┏━━
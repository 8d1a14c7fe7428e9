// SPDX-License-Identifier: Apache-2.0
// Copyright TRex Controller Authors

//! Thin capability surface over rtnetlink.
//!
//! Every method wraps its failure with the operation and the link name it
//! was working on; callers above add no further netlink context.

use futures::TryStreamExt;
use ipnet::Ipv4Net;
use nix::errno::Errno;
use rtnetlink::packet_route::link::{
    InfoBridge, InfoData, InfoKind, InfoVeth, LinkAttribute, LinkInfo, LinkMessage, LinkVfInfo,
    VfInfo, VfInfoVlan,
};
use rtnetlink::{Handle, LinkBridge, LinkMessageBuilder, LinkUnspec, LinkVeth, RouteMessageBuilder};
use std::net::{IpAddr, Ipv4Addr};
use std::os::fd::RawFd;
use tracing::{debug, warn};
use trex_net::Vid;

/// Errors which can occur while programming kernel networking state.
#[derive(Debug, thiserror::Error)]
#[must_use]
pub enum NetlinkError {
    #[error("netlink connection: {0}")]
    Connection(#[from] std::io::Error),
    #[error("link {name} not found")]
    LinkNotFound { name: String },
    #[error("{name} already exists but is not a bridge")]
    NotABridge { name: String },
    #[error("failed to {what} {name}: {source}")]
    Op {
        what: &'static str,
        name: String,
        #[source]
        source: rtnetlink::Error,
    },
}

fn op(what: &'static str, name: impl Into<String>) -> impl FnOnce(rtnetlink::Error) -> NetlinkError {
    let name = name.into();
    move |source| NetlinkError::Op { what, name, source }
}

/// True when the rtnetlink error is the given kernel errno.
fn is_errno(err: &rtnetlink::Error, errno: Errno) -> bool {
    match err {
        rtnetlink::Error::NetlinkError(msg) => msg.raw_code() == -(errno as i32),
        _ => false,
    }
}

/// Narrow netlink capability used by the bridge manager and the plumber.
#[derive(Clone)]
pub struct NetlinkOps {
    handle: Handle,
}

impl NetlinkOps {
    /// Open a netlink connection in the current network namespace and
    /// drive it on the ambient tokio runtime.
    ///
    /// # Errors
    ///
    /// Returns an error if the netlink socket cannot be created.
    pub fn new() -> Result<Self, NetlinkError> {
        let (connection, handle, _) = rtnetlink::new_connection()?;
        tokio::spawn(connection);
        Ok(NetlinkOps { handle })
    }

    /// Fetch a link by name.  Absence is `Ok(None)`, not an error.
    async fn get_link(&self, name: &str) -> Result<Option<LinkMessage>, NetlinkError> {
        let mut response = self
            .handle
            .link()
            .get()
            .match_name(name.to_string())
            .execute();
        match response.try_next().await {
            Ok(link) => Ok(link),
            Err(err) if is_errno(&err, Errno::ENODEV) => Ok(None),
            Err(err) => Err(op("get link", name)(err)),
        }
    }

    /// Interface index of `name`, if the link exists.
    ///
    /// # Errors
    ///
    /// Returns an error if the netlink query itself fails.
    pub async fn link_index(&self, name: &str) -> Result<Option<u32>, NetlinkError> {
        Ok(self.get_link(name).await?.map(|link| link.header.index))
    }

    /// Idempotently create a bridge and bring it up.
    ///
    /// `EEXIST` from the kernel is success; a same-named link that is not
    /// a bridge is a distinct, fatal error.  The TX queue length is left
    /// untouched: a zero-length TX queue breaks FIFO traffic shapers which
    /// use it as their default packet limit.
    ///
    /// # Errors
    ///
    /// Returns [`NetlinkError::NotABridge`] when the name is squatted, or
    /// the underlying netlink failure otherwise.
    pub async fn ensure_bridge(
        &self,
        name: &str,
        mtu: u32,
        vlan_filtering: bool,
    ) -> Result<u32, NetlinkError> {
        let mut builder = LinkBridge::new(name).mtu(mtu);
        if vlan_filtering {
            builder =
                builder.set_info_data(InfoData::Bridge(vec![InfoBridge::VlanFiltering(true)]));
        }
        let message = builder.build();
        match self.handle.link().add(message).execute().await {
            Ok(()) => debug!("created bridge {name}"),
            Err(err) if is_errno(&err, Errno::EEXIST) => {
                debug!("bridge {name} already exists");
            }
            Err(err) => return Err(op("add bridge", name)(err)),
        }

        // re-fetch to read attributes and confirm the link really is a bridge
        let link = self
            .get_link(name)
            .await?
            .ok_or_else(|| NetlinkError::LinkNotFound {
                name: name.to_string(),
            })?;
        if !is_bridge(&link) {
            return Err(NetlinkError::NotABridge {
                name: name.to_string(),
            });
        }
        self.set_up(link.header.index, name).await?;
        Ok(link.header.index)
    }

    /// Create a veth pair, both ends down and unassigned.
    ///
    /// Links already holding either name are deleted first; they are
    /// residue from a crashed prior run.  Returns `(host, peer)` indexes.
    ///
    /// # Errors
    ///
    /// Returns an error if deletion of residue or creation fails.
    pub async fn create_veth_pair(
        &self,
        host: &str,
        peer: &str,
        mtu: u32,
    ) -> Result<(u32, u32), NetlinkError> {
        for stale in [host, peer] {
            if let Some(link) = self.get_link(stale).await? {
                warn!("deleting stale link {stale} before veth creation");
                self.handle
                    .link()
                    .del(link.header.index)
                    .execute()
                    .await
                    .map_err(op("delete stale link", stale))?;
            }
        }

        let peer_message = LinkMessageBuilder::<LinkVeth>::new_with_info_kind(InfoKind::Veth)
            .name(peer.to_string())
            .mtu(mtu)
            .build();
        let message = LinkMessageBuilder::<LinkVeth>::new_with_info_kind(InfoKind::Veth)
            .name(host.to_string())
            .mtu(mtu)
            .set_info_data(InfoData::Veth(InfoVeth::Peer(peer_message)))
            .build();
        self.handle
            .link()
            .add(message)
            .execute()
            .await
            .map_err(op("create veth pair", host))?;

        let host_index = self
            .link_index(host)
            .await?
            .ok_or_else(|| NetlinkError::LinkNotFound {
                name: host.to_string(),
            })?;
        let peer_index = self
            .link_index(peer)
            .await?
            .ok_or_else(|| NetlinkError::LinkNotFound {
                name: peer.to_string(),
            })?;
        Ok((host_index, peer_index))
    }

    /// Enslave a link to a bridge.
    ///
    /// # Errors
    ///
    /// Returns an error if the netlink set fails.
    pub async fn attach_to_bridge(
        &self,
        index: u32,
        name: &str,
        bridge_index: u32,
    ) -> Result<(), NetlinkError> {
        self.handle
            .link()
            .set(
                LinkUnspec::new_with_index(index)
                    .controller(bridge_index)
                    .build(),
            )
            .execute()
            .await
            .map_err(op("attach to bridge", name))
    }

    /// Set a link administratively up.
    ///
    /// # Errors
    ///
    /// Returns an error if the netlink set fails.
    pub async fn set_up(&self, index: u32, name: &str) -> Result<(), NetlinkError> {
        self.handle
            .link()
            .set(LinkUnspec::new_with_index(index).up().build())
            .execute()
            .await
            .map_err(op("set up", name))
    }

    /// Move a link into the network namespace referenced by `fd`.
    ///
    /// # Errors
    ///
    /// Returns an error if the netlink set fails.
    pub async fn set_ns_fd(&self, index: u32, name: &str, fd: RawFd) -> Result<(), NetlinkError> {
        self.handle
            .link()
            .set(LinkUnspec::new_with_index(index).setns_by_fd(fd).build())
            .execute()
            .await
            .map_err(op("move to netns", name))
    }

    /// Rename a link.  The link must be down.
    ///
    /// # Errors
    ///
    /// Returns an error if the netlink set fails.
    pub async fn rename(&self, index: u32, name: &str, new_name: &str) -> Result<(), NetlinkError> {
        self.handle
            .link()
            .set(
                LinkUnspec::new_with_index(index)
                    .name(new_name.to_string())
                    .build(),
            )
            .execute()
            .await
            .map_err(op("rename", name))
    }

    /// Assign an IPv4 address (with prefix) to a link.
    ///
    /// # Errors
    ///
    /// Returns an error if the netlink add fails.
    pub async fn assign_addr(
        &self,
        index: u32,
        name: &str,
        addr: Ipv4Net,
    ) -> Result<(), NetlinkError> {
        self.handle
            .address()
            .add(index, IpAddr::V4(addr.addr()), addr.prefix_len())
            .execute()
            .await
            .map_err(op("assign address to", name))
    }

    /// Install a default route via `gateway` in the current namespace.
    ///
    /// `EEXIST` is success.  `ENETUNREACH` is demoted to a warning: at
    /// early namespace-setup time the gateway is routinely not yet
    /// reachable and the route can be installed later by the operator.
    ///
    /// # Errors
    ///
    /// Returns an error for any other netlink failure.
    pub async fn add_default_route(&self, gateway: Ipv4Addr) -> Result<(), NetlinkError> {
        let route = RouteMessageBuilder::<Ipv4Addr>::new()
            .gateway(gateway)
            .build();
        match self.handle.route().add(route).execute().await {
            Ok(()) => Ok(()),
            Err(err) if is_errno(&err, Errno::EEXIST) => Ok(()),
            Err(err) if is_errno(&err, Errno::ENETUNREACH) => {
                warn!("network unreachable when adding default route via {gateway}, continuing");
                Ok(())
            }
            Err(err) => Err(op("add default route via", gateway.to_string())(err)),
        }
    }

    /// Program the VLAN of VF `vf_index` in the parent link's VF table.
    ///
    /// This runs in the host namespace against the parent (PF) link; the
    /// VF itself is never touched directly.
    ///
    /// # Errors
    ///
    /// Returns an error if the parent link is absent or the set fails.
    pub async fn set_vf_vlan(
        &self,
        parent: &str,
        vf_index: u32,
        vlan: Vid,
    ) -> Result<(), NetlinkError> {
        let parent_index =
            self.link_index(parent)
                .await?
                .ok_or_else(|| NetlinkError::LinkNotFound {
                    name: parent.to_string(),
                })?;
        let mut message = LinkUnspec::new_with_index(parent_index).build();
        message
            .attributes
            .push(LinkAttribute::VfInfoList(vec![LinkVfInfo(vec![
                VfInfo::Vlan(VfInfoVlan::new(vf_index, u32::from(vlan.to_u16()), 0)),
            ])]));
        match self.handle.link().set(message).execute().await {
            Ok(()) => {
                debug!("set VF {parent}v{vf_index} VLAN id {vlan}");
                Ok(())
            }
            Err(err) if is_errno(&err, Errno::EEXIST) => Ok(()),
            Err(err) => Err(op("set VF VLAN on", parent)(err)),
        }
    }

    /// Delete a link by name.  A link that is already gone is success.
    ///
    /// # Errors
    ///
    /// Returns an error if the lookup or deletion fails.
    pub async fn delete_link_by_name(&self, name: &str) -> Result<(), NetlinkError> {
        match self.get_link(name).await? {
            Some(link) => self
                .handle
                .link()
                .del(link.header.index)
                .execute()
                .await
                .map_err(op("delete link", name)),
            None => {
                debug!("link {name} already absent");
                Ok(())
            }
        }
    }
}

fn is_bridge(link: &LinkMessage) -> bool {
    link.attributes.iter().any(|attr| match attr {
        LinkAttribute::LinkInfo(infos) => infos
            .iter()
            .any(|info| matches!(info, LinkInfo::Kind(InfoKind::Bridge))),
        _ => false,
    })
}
┗━━
The lines above that hold "NetlinkOps" are the result; show every one of them.

pub struct NetlinkOps {
impl NetlinkOps {
        Ok(NetlinkOps { handle })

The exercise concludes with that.